Finally, we assessed whether sphingolipids mediated the association between the microbiome and incident T2D. Microbiome risk factors that were statistically significantly associated with incident T2D were selected as exposures, while sphingolipid PCs that were statistically significant associated with incident T2D were treated as potential mediators (p<0.05). Mediation was carried out using the difference method29 using a pair of models: an uncorrected model equal to the microbiome CPH model and a mediator-corrected model equal to the microbiome CPH model with the candidate mediator added. Mediation was calculated as the difference between the total effect (uncorrected model) and the direct effect (mediator-corrected model). Statistical significance of the observed mediation was determined using permutation testing with 10 000 permutations.

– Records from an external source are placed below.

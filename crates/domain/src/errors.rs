//! Error types used throughout the wallet client

use std::time::Duration;

use thiserror::Error;

/// Categories of wallet errors for retry logic
#[derive(Debug, Clone, Copy, PartialEq, Eq, Hash)]
pub enum ErrorCategory {
    /// Client misconfiguration - non-retryable
    Configuration,
    /// Missing or unusable key material - non-retryable
    Credentials,
    /// Token construction or signing failures - non-retryable
    Signing,
    /// Network/connection errors - retryable for queries
    Transport,
    /// Server errors (5xx) - retryable for queries
    Server,
    /// Rate limiting errors (429) - retry after the server's hint
    RateLimit,
    /// Client errors (4xx except 429) - non-retryable
    Client,
    /// Cancellation or an elapsed deadline - never retried
    Cancellation,
    /// Request encoding or response decoding - non-retryable
    Encoding,
}

/// Main error type for wallet API calls
#[derive(Error, Debug)]
pub enum WalletError {
    /// No usable key id or private key.
    #[error("Missing credentials: {0}")]
    MissingCredentials(String),

    /// Key bytes are not a supported PEM private key.
    #[error("Invalid private key: {0}")]
    KeyFormat(String),

    /// The OS random source failed.
    #[error("Randomness unavailable: {0}")]
    Randomness(String),

    /// The signature operation itself failed.
    #[error("Signing failed: {0}")]
    Signing(String),

    /// Connection, timeout or other failure before a response arrived.
    #[error("Transport error: {0}")]
    Transport(String),

    /// 5xx response.
    #[error("Server error ({status}): {message}")]
    Server {
        /// HTTP status, 5xx.
        status: u16,
        /// Summary of the response body.
        message: String,
    },

    /// 429 response.
    #[error("Rate limit exceeded, retry after {retry_after:?}: {message}")]
    RateLimited {
        /// Wait requested by `Retry-After`, or the retry interval.
        retry_after: Duration,
        /// Summary of the response body.
        message: String,
    },

    /// Non-retryable 4xx response.
    #[error("Client error ({status}): {message}")]
    Client {
        /// HTTP status, 4xx other than 429.
        status: u16,
        /// Summary of the response body.
        message: String,
    },

    /// The caller cancelled the call.
    #[error("Call cancelled")]
    Cancelled,

    /// The call outlived its deadline.
    #[error("Deadline exceeded")]
    DeadlineExceeded,

    /// Invalid or unreadable configuration.
    #[error("Configuration error: {0}")]
    Config(String),

    /// The request input could not be serialized.
    #[error("Failed to encode request: {0}")]
    Serialization(String),

    /// The response body could not be read or deserialized.
    #[error("Failed to decode response: {0}")]
    Decode(String),
}

impl WalletError {
    /// Error raised when neither a loader nor static credentials are available.
    pub fn credentials_not_set() -> Self {
        Self::MissingCredentials(
            "credentials are not set; configure a credentials loader or call set_credentials"
                .to_string(),
        )
    }

    /// Get the error category for this error
    pub fn category(&self) -> ErrorCategory {
        match self {
            Self::Config(_) => ErrorCategory::Configuration,
            Self::MissingCredentials(_) | Self::KeyFormat(_) => ErrorCategory::Credentials,
            Self::Randomness(_) | Self::Signing(_) => ErrorCategory::Signing,
            Self::Transport(_) => ErrorCategory::Transport,
            Self::Server { .. } => ErrorCategory::Server,
            Self::RateLimited { .. } => ErrorCategory::RateLimit,
            Self::Client { .. } => ErrorCategory::Client,
            Self::Cancelled | Self::DeadlineExceeded => ErrorCategory::Cancellation,
            Self::Serialization(_) | Self::Decode(_) => ErrorCategory::Encoding,
        }
    }

    /// Whether a query may spend its server-error budget retrying this error.
    ///
    /// Rate limiting is handled separately through [`Self::retry_after`].
    pub fn is_retryable_for_query(&self) -> bool {
        matches!(self.category(), ErrorCategory::Transport | ErrorCategory::Server)
    }

    /// Server-supplied wait before the call may be retried, for 429 responses.
    pub fn retry_after(&self) -> Option<Duration> {
        match self {
            Self::RateLimited { retry_after, .. } => Some(*retry_after),
            _ => None,
        }
    }

    /// HTTP status code carried by the error, if it came from a response.
    pub fn status(&self) -> Option<u16> {
        match self {
            Self::Server { status, .. } | Self::Client { status, .. } => Some(*status),
            Self::RateLimited { .. } => Some(429),
            _ => None,
        }
    }

    /// Stable label suitable for logging.
    pub fn label(&self) -> &'static str {
        match self {
            Self::MissingCredentials(_) => "missing_credentials",
            Self::KeyFormat(_) => "key_format",
            Self::Randomness(_) => "randomness",
            Self::Signing(_) => "signing",
            Self::Transport(_) => "transport",
            Self::Server { .. } => "server",
            Self::RateLimited { .. } => "rate_limited",
            Self::Client { .. } => "client",
            Self::Cancelled => "cancelled",
            Self::DeadlineExceeded => "deadline_exceeded",
            Self::Config(_) => "config",
            Self::Serialization(_) => "serialization",
            Self::Decode(_) => "decode",
        }
    }
}

/// Result type alias for wallet operations
pub type Result<T> = std::result::Result<T, WalletError>;
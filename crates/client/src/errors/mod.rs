//! Conversions from third-party errors into [`WalletError`].
//!
//! [`WalletError`]: wallet_domain::WalletError

pub mod conversions;

pub use conversions::{error_from_status, IntoWalletError};
//! # Wallet Domain
//!
//! Data types shared by the wallet API client.
//!
//! This crate contains:
//! - Signed-token header and claims types
//! - Request envelope and error body types
//! - Client and retry configuration with defaults
//! - The [`WalletError`] taxonomy and [`Result`] alias
//! - Protocol constants
//!
//! ## Architecture
//! - No dependencies on other wallet crates
//! - No I/O; everything impure lives in `wallet-client`

pub mod config;
pub mod constants;
pub mod errors;
pub mod types;

// Re-export commonly used items
pub use config::*;
pub use errors::*;
pub use types::*;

Finally, as an additional exploratory analysis, we repeated survival and mediation analyses with OTUs as microbiome exposures. For survival analysis, OTUs were selected using a two-step procedure, as described by Newcombe et al.30 For the Bayesian variable selection step, a bayesian factor cut-off BF> 10 was used, corresponding to strong evidence for selecting a variable.31 Additionally, based on a priori hypotheses, the bacteroidetes-firmicutes ratio (defined as the ratio of the sum of the abundances all OTUs belonging to the phyla bacteroidetes and firmicutes) and enterotype were included in the second step (CPH model). The bacteroidetes-firmicutes ratio was square-root-transformed to counteract positive skewness. Variables with p<0.05 were selected for mediation analysis. Mediation analysis using the difference method and permutation testing were performed analogously to the main mediation analysis, with OTUs instead of PCs as exposures.

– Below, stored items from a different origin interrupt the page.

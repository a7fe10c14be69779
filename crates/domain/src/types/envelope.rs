//! Request envelope and error response bodies

use serde::{Deserialize, Serialize};

/// Body sent to both the query and the command endpoint.
#[derive(Debug, Serialize)]
pub struct RequestEnvelope<'a, I: ?Sized> {
    /// Server-side operation name.
    pub action: &'a str,
    /// Operation arguments, serialized as-is.
    pub input: &'a I,
}

/// Structured error body returned by the server on non-2xx responses.
#[derive(Debug, Clone, Default, PartialEq, Eq, Deserialize)]
pub struct ErrorBody {
    /// Machine-readable error code.
    #[serde(default)]
    pub code: Option<String>,
    /// Human-readable description.
    #[serde(default)]
    pub message: Option<String>,
}

impl ErrorBody {
    /// Human-readable summary, or `None` when the body carried nothing useful.
    pub fn summary(&self) -> Option<String> {
        match (self.code.as_deref(), self.message.as_deref()) {
            (Some(code), Some(message)) => Some(format!("{code}: {message}")),
            (Some(code), None) => Some(code.to_string()),
            (None, Some(message)) => Some(message.to_string()),
            (None, None) => None,
        }
    }
}
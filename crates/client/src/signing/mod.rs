//! Per-request token construction and signing
//!
//! - [`token`]: builds claims bound to one request body and path
//! - [`signer`]: parses the private key, signs, and formats the compact token

pub mod signer;
pub mod token;

pub use signer::{sign_and_format, KeyMaterial, PrivateKey};
pub use token::{body_hash, UnsignedToken};
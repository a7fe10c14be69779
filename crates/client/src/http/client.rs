//! Signed POST transport over reqwest

use std::time::Duration;

use reqwest::header::{AUTHORIZATION, CONTENT_TYPE};
use reqwest::{Client as ReqwestClient, Response};
use tracing::debug;
use wallet_domain::constants::{BEARER_PREFIX, DEFAULT_REQUEST_TIMEOUT};
use wallet_domain::Result;

use crate::errors::IntoWalletError;

/// Thin HTTP transport: one signed POST per call, no retries.
///
/// Retry policy lives in the dispatcher; this type only shapes requests and
/// enforces the per-request timeout.
#[derive(Clone, Debug)]
pub struct HttpClient {
    client: ReqwestClient,
    timeout: Duration,
}

impl HttpClient {
    /// Start building a new HTTP client.
    pub fn builder() -> HttpClientBuilder {
        HttpClientBuilder::default()
    }

    /// Timeout applied to every request.
    pub fn timeout(&self) -> Duration {
        self.timeout
    }

    /// POST `body` as JSON to `url`, carrying `token` as a bearer credential.
    ///
    /// Non-2xx statuses are returned as responses; only transport failures
    /// are errors.
    ///
    /// # Errors
    ///
    /// Returns `WalletError::Transport` on connection failures and timeouts.
    pub async fn post_signed(&self, url: &str, token: &str, body: Vec<u8>) -> Result<Response> {
        let request = self
            .client
            .post(url)
            .timeout(self.timeout)
            .header(AUTHORIZATION, format!("{BEARER_PREFIX}{token}"))
            .header(CONTENT_TYPE, "application/json")
            .body(body)
            .build()
            .map_err(IntoWalletError::into_wallet)?;

        let method = request.method().clone();
        let url = request.url().clone();
        debug!(%method, %url, "sending HTTP request");

        let response =
            self.client.execute(request).await.map_err(IntoWalletError::into_wallet)?;
        debug!(%method, %url, status = %response.status(), "received HTTP response");

        Ok(response)
    }
}

/// Builder for [`HttpClient`].
#[derive(Debug)]
pub struct HttpClientBuilder {
    timeout: Duration,
    client: Option<ReqwestClient>,
}

impl Default for HttpClientBuilder {
    fn default() -> Self {
        Self {
            timeout: DEFAULT_REQUEST_TIMEOUT,
            client: None,
        }
    }
}

impl HttpClientBuilder {
    /// Timeout applied to every request, including requests sent through a
    /// caller-supplied client.
    pub fn timeout(mut self, timeout: Duration) -> Self {
        self.timeout = if timeout.is_zero() { DEFAULT_REQUEST_TIMEOUT } else { timeout };
        self
    }

    /// Reuse an existing connection pool.
    pub fn client(mut self, client: ReqwestClient) -> Self {
        self.client = Some(client);
        self
    }

    /// Finish building.
    ///
    /// # Errors
    ///
    /// Returns `WalletError::Config` if the underlying client cannot be built.
    pub fn build(self) -> Result<HttpClient> {
        if let Some(client) = self.client {
            return Ok(HttpClient { client, timeout: self.timeout });
        }

        let client = ReqwestClient::builder()
            .timeout(self.timeout)
            .build()
            .map_err(IntoWalletError::into_wallet)?;

        Ok(HttpClient { client, timeout: self.timeout })
    }
}
//! Per-call cancellation and deadline
//!
//! Every suspension point of a call (HTTP send, body read, retry backoff,
//! rate-limit wait) races against the [`CallContext`]. Whichever fires first
//! aborts the call: cancellation with [`WalletError::Cancelled`], an elapsed
//! deadline with [`WalletError::DeadlineExceeded`].

use std::future::{pending, Future};
use std::time::Duration;

use tokio::time::Instant;
use tokio_util::sync::CancellationToken;
use wallet_domain::{Result, WalletError};

/// Cancellation signal and optional deadline for one call.
#[derive(Debug, Clone, Default)]
pub struct CallContext {
    cancellation: Option<CancellationToken>,
    deadline: Option<Instant>,
}

impl CallContext {
    /// A context that is never cancelled and has no deadline.
    pub fn background() -> Self {
        Self::default()
    }

    /// Abort the call when `token` is cancelled.
    #[must_use]
    pub fn with_cancellation(mut self, token: CancellationToken) -> Self {
        self.cancellation = Some(token);
        self
    }

    /// Abort the call once `timeout` has elapsed from now. A timeout too
    /// large to represent leaves the deadline unchanged.
    #[must_use]
    pub fn with_timeout(self, timeout: Duration) -> Self {
        match Instant::now().checked_add(timeout) {
            Some(deadline) => self.with_deadline(deadline),
            None => self,
        }
    }

    /// Abort the call at `deadline`. Keeps the earlier of two deadlines.
    #[must_use]
    pub fn with_deadline(mut self, deadline: Instant) -> Self {
        self.deadline = Some(match self.deadline {
            Some(existing) => existing.min(deadline),
            None => deadline,
        });
        self
    }

    /// Deadline of the call, if any.
    pub fn deadline(&self) -> Option<Instant> {
        self.deadline
    }

    /// Fail immediately if the call is already cancelled or past its deadline.
    ///
    /// # Errors
    ///
    /// Returns `Cancelled` or `DeadlineExceeded`.
    pub fn check(&self) -> Result<()> {
        if self.cancellation.as_ref().is_some_and(CancellationToken::is_cancelled) {
            return Err(WalletError::Cancelled);
        }
        if self.deadline.is_some_and(|deadline| Instant::now() >= deadline) {
            return Err(WalletError::DeadlineExceeded);
        }
        Ok(())
    }

    /// Drive `future` unless the call is cancelled or its deadline passes
    /// first.
    ///
    /// # Errors
    ///
    /// Returns `Cancelled` or `DeadlineExceeded`; `future` is dropped.
    pub async fn run<F: Future>(&self, future: F) -> Result<F::Output> {
        self.check()?;

        let cancelled = async {
            match &self.cancellation {
                Some(token) => token.cancelled().await,
                None => pending::<()>().await,
            }
        };
        let deadline = async {
            match self.deadline {
                Some(deadline) => tokio::time::sleep_until(deadline).await,
                None => pending::<()>().await,
            }
        };

        tokio::select! {
            biased;
            () = cancelled => Err(WalletError::Cancelled),
            () = deadline => Err(WalletError::DeadlineExceeded),
            output = future => Ok(output),
        }
    }

    /// Sleep for `duration`, waking early on cancellation or deadline.
    ///
    /// # Errors
    ///
    /// Returns `Cancelled` or `DeadlineExceeded`.
    pub async fn sleep(&self, duration: Duration) -> Result<()> {
        if duration.is_zero() {
            return self.check();
        }
        self.run(tokio::time::sleep(duration)).await
    }
}

#[cfg(test)]
mod tests {
    use super::*;

    #[tokio::test]
    async fn background_context_runs_to_completion() {
        let ctx = CallContext::background();
        assert_eq!(ctx.run(async { 7 }).await.unwrap(), 7);
        ctx.sleep(Duration::from_millis(1)).await.unwrap();
    }

    #[tokio::test]
    async fn cancelled_token_aborts_sleep() {
        let token = CancellationToken::new();
        let ctx = CallContext::background().with_cancellation(token.clone());

        let canceller = tokio::spawn(async move {
            tokio::time::sleep(Duration::from_millis(20)).await;
            token.cancel();
        });

        let started = std::time::Instant::now();
        let err = ctx.sleep(Duration::from_secs(10)).await.unwrap_err();
        canceller.await.unwrap();

        assert!(matches!(err, WalletError::Cancelled));
        assert!(started.elapsed() < Duration::from_secs(5));
    }

    #[tokio::test]
    async fn deadline_aborts_sleep() {
        let ctx = CallContext::background().with_timeout(Duration::from_millis(20));
        let err = ctx.sleep(Duration::from_secs(10)).await.unwrap_err();
        assert!(matches!(err, WalletError::DeadlineExceeded));
    }

    #[tokio::test]
    async fn check_reports_prior_cancellation() {
        let token = CancellationToken::new();
        token.cancel();
        let ctx = CallContext::background().with_cancellation(token);

        assert!(matches!(ctx.check(), Err(WalletError::Cancelled)));
        assert!(matches!(ctx.run(async {}).await, Err(WalletError::Cancelled)));
    }

    #[tokio::test]
    async fn unrepresentable_timeout_means_no_deadline() {
        let ctx = CallContext::background().with_timeout(Duration::MAX);
        assert_eq!(ctx.deadline(), None);
        ctx.sleep(Duration::from_millis(1)).await.unwrap();

        let bounded = CallContext::background()
            .with_timeout(Duration::from_secs(1))
            .with_timeout(Duration::MAX);
        assert!(bounded.deadline().is_some());
    }

    #[test]
    fn earlier_deadline_wins() {
        let now = Instant::now();
        let ctx = CallContext::background()
            .with_deadline(now + Duration::from_secs(5))
            .with_deadline(now + Duration::from_secs(1));
        assert_eq!(ctx.deadline(), Some(now + Duration::from_secs(1)));
    }
}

All analyses were adjusted for potential confounders based on literature, including age, sex, ethnicity, education level (as proxy for socioeconomic status), BMI, alcohol intake, tobacco use and physical activity. BMI may be part of the causal pathway, therefore we have conducted sensitivity analyses without BMI considered as a confounder. As an additional sensitivity analysis, survival and mediation analyses were repeated with different metrics for α-diversity. Shannon diversity was replaced by observed richness and inverse Simpson index. Missing data (n=5 in all variables) were imputed using single imputation with predictive mean matching.32–35 A statistical significance two-sided threshold of α=0.05 was employed. Bonferroni correction was used for the mediation analyses with family-wise error rate (FWER) ≤ 0.05.
Most analyses were conducted in R V.4.0.336 and Rstudio V.4.0.3.37 All software dependencies, including all R packages used, are described in online supplemental file 5.

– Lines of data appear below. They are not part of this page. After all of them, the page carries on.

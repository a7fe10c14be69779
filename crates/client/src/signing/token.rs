//! Per-request token construction
//!
//! An [`UnsignedToken`] carries the claims for exactly one HTTP attempt. The
//! header is not part of it: the algorithm is only known once the signer has
//! parsed the private key.

use std::time::Duration;

use chrono::Utc;
use rand::rngs::OsRng;
use rand::RngCore;
use sha2::{Digest, Sha256};
use wallet_domain::constants::{NONCE_LEN, TOKEN_SUBJECT};
use wallet_domain::{Result, TokenClaims, WalletError};

/// Claims for one request, waiting to be signed.
#[derive(Debug, Clone, PartialEq, Eq)]
pub struct UnsignedToken {
    claims: TokenClaims,
}

impl UnsignedToken {
    /// Build fresh claims bound to `body` and `uri`.
    ///
    /// # Errors
    ///
    /// Returns [`WalletError::Randomness`] if the OS random source fails.
    pub fn build(key_id: &str, uri: &str, body: &[u8], ttl: Duration) -> Result<Self> {
        let mut nonce = [0u8; NONCE_LEN];
        OsRng
            .try_fill_bytes(&mut nonce)
            .map_err(|e| WalletError::Randomness(format!("failed to read random bytes: {e}")))?;

        let issued_at = Utc::now().timestamp();
        let ttl_secs = i64::try_from(ttl.as_secs()).unwrap_or(i64::MAX);

        Ok(Self {
            claims: TokenClaims {
                body_hash: body_hash(body),
                expires_at: issued_at.saturating_add(ttl_secs),
                issued_at,
                nonce: hex::encode(nonce),
                subject: TOKEN_SUBJECT.to_string(),
                uri: uri.to_string(),
                key_id: key_id.to_string(),
            },
        })
    }

    /// Claims that will be signed.
    pub fn claims(&self) -> &TokenClaims {
        &self.claims
    }
}

/// Lowercase hex SHA-256 of `body`.
pub fn body_hash(body: &[u8]) -> String {
    hex::encode(Sha256::digest(body))
}
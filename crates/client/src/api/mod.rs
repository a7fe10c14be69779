//! Call primitives and dispatch
//!
//! - [`client`]: the public `WalletClient` and its builder
//! - [`context`]: per-call cancellation and deadline
//! - [`dispatch`]: attempt loop and retry policy

pub mod client;
pub mod context;
pub mod dispatch;

pub use client::{WalletClient, WalletClientBuilder};
pub use context::CallContext;
pub use dispatch::{CallKind, Reply, RequestDispatcher};
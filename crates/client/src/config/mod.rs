//! Configuration loading
//!
//! Convenience loaders for [`wallet_domain::ClientConfig`]. The client never
//! reads the environment on its own.

pub mod loader;

pub use loader::{load, load_from_env, load_from_file, load_from_lookup};
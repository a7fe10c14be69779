//! Wire types shared by the wallet client
//!
//! - [`token`]: signed-token header and claims
//! - [`envelope`]: request envelope and error response bodies

pub mod envelope;
pub mod token;

pub use envelope::{ErrorBody, RequestEnvelope};
pub use token::{Algorithm, TokenClaims, TokenHeader};
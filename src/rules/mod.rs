//! Game rules.
//!
//! - `legality`: per-cell move and build checks shared by generation and
//!   execution
//! - `turn`: full turns (move then build), enumeration and win detection
//! - `perspective`: the Mine/Opponent view agents and the search work in
//!
//! Everything here is generic over the occupant type, so the referee's
//! canonical board and an agent's egocentric view go through the same code.

pub mod legality;
pub mod perspective;
pub mod turn;

pub use legality::{
    apply_build, apply_move, check_build, check_move, find_piece, is_winning_cell, move_piece,
    valid_build_directions, valid_move_directions, Directions,
};
pub use perspective::{swap_perspective, to_egocentric, EgocentricView, Occupant};
pub use turn::{
    has_legal_turn, legal_steps, legal_turns, opponent_coordinates, opponent_threats, play_turn,
    steps_by_height, winning_move, Step, TurnOutcome,
};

ResultsApproximately half of the subcohort (48.3%) consisted of women, while 63.8% of the cases were women (table 1). Cases were also more often of South-Asian Surinamese ethnicity (75.0% vs 41.5%) and had a lower educational level than individuals in the subcohort.
Table 1Baseline characteristics of the subcohort and incident T2D cases
The gut microbiome (MPC1, MPC2, MPC3 and Shannon diversity) was statistically significantly associated with incident T2D, for example, HR 1.12 (95% CI 1.03 to 1.21) for MPC1 (table 2A). Sphingolipids, specifically SPC2, reflective of a dominance of ceramides species over the more complex sphingolipids, were also statistically significantly associated with incident T2D (HR 2.12 (95% CI 1.50 to 2.98), p=1.7E-5; table 2B). However, no evidence for an association between SPC1, with positive loadings for all considered sphingolipids, and incident T2D was found (HR 1.13 (95% CI 0.90 to 1.14), p=0.31; table 2B). Next, we found that the gut microbiome was associated with sphingolipids (correlation estimate of 0.089, p=0.02). A visualization of the association shows that especially the Ruminococcaceae enterotype was associated with sphingolipids, in particular, with glucosylceramide (d18:2) and lactosylceramide (d18:2) (online supplemental file 6).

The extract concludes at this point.